Voces arrugadas, amores infinitos

elderMe queda un día de éste año para elaborarte con la punta de las manos, para recorrer cada frontera de tu cuerpo con mis pies, para contarle al mundo que eres mi mejor viaje.

El reloj marca las 13:23 y yo te cuento en cada segundo de ausencia, recordando que tu puntualidad en mi vida ha puesto orden en medio de mi caos temporal, un estructurado sistema de encuentros diarios y descubrimientos emocionantes, porque empezar en tus labios ha sido el prólogo del resto de mi vida.

Me queda un día de éste año para susurrar en tu oído infinitos, contando relatos que sucedan en nuestra almohada, tejiendo historias sobre tus ojos para que al despertar sigan siendo realidad, porque yo no creía en cuentos hasta que tú me transformaste en uno muy posible.

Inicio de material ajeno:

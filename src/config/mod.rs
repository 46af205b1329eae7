//! Application configuration.
//!
//! Loaded from environment variables with the `TENQ` prefix and `__` as the
//! nesting separator (`TENQ__AI__TIMEOUT_SECS=20` -> `ai.timeout_secs`),
//! with a `.env` file honored in development.

mod ai;
mod database;
mod error;
mod limits;
mod server;

pub use ai::AiConfig;
pub use database::DatabaseConfig;
pub use error::ConfigError;
pub use limits::LimitsConfig;
pub use server::ServerConfig;

use serde::Deserialize;

/// Root configuration for the service.
#[derive(Debug, Clone, Default, Deserialize)]
#[serde(default)]
pub struct AppConfig {
    pub server: ServerConfig,
    pub database: DatabaseConfig,
    pub ai: AiConfig,
    pub limits: LimitsConfig,
}

impl AppConfig {
    /// Loads configuration from the environment (and `.env` if present).
    pub fn load() -> Result<Self, ConfigError> {
        dotenvy::dotenv().ok();

        let config = config::Config::builder()
            .add_source(
                config::Environment::default()
                    .prefix("TENQ")
                    .prefix_separator("__")
                    .separator("__"),
            )
            .build()?;

        let app: AppConfig = config.try_deserialize()?;
        app.validate()?;
        Ok(app)
    }

    /// Cross-field validation, run once at startup.
    pub fn validate(&self) -> Result<(), ConfigError> {
        self.ai.validate().map_err(ConfigError::Invalid)?;
        self.limits.validate().map_err(ConfigError::Invalid)?;
        Ok(())
    }
}

#[cfg(test)]
mod tests {
    use super::*;

    #[test]
    fn default_config_validates() {
        assert!(AppConfig::default().validate().is_ok());
    }
}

Tocaré las cuerdas de tu alma para que sigas convirtiendo en música mis pasos y pintaré nuevas estrellas en el firmamento para que iluminen las noches que no estoy contigo, para que te besen los sueños, para te recuerden el camino de regreso a casa.

Me quedan pocas horas para prometerte lo imposible, porque desde que construiste éste puente de palabras entre tu alma y la mía, el río de la vida misma se calmó, permitiéndome ver el fondo, sólo para enseñarme que bastaba el silencio para poder nadar en aguas más profundas y que aquello no iba a hundirme en un nuevo abismo.

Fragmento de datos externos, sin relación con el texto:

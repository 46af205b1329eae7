//! Classification of provider failures.
//!
//! Classification drives logging severity only; every class counts equally
//! toward the circuit breaker's error rate.

use std::fmt;

/// Fixed taxonomy of provider failure causes.
#[derive(Debug, Clone, Copy, PartialEq, Eq)]
pub enum ErrorClass {
    QuotaExceeded,
    RateLimit,
    InvalidApiKey,
    Timeout,
    ServerError,
    NetworkError,
    Unknown,
}

impl ErrorClass {
    pub fn as_str(&self) -> &'static str {
        match self {
            ErrorClass::QuotaExceeded => "quota_exceeded",
            ErrorClass::RateLimit => "rate_limit",
            ErrorClass::InvalidApiKey => "invalid_api_key",
            ErrorClass::Timeout => "timeout",
            ErrorClass::ServerError => "server_error",
            ErrorClass::NetworkError => "network_error",
            ErrorClass::Unknown => "unknown",
        }
    }

    /// Whether a bounded low-level retry is worthwhile for this class.
    /// Quota and credential problems will not fix themselves mid-request.
    pub fn is_retryable(&self) -> bool {
        matches!(
            self,
            ErrorClass::RateLimit
                | ErrorClass::Timeout
                | ErrorClass::ServerError
                | ErrorClass::NetworkError
        )
    }
}

impl fmt::Display for ErrorClass {
    fn fmt(&self, f: &mut fmt::Formatter<'_>) -> fmt::Result {
        f.write_str(self.as_str())
    }
}

/// Classifies a provider failure by inspecting its message.
///
/// Order matters: quota phrasing often also mentions 429, so quota is
/// checked before rate limiting.
pub fn classify(message: &str) -> ErrorClass {
    let message = message.to_lowercase();

    if message.contains("insufficient_quota")
        || message.contains("quota")
        || message.contains("billing")
    {
        return ErrorClass::QuotaExceeded;
    }
    if message.contains("rate_limit") || message.contains("429") {
        return ErrorClass::RateLimit;
    }
    if message.contains("invalid_api_key")
        || message.contains("unauthorized")
        || message.contains("401")
    {
        return ErrorClass::InvalidApiKey;
    }
    if message.contains("timeout") || message.contains("timed out") {
        return ErrorClass::Timeout;
    }
    if message.contains("500")
        || message.contains("502")
        || message.contains("503")
        || message.contains("504")
    {
        return ErrorClass::ServerError;
    }
    if message.contains("network")
        || message.contains("connection refused")
        || message.contains("dns")
    {
        return ErrorClass::NetworkError;
    }

    ErrorClass::Unknown
}

#[cfg(test)]
mod tests {
    use super::*;

    #[test]
    fn quota_beats_rate_limit_phrasing() {
        assert_eq!(
            classify("429: You exceeded your current quota"),
            ErrorClass::QuotaExceeded
        );
    }

    #[test]
    fn classifies_each_bucket() {
        assert_eq!(classify("Rate_limit reached for requests"), ErrorClass::RateLimit);
        assert_eq!(classify("Incorrect API key (invalid_api_key)"), ErrorClass::InvalidApiKey);
        assert_eq!(classify("request timed out"), ErrorClass::Timeout);
        assert_eq!(classify("HTTP 503 Service Unavailable"), ErrorClass::ServerError);
        assert_eq!(classify("network connection refused"), ErrorClass::NetworkError);
        assert_eq!(classify("something odd"), ErrorClass::Unknown);
    }

    #[test]
    fn quota_and_auth_are_not_retryable() {
        assert!(!ErrorClass::QuotaExceeded.is_retryable());
        assert!(!ErrorClass::InvalidApiKey.is_retryable());
        assert!(ErrorClass::Timeout.is_retryable());
        assert!(ErrorClass::ServerError.is_retryable());
    }
}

Podría con claridad indicar el día que invoqué tu nombre sin conocerlo, señalarlo en el calendario, en medio de un verano que me arrebataba la poca esperanza de volver a ser feliz, en medio de la incertidumbre, porque hallar la ruta hacia mi centro era parte de un laberinto aún más grande, uno en el que tú fuiste guía certero, ayudándome a derrotar al minotauro, enseñándome la puerta de salida.

Aquel día tus manos me sujetaron para unir los trozos rotos, bajo el riesgo de cortarte en el proceso, uniste mis esquinas y sentaste nuevos cimientos para que no pudiera ningún terremoto derrumbarme, te convertiste en pilar de futuros posibles, en presentes constantes, en el fluir de un tiempo que sólo quiero compartir a tu lado.

Me quedan tres horas para perderme en tu mirada, hundirme en tu pecho, nadar en tu sonrisa… me queda en pocas palabras, un universo entero de posibilidades a tu lado, para vivirlo año tras año, hasta que la última estrella en el cielo se extinga y tu voz y la mía, ya arrugadas, regresen a besarse en un último “te amo” antes de apagarse para siempre.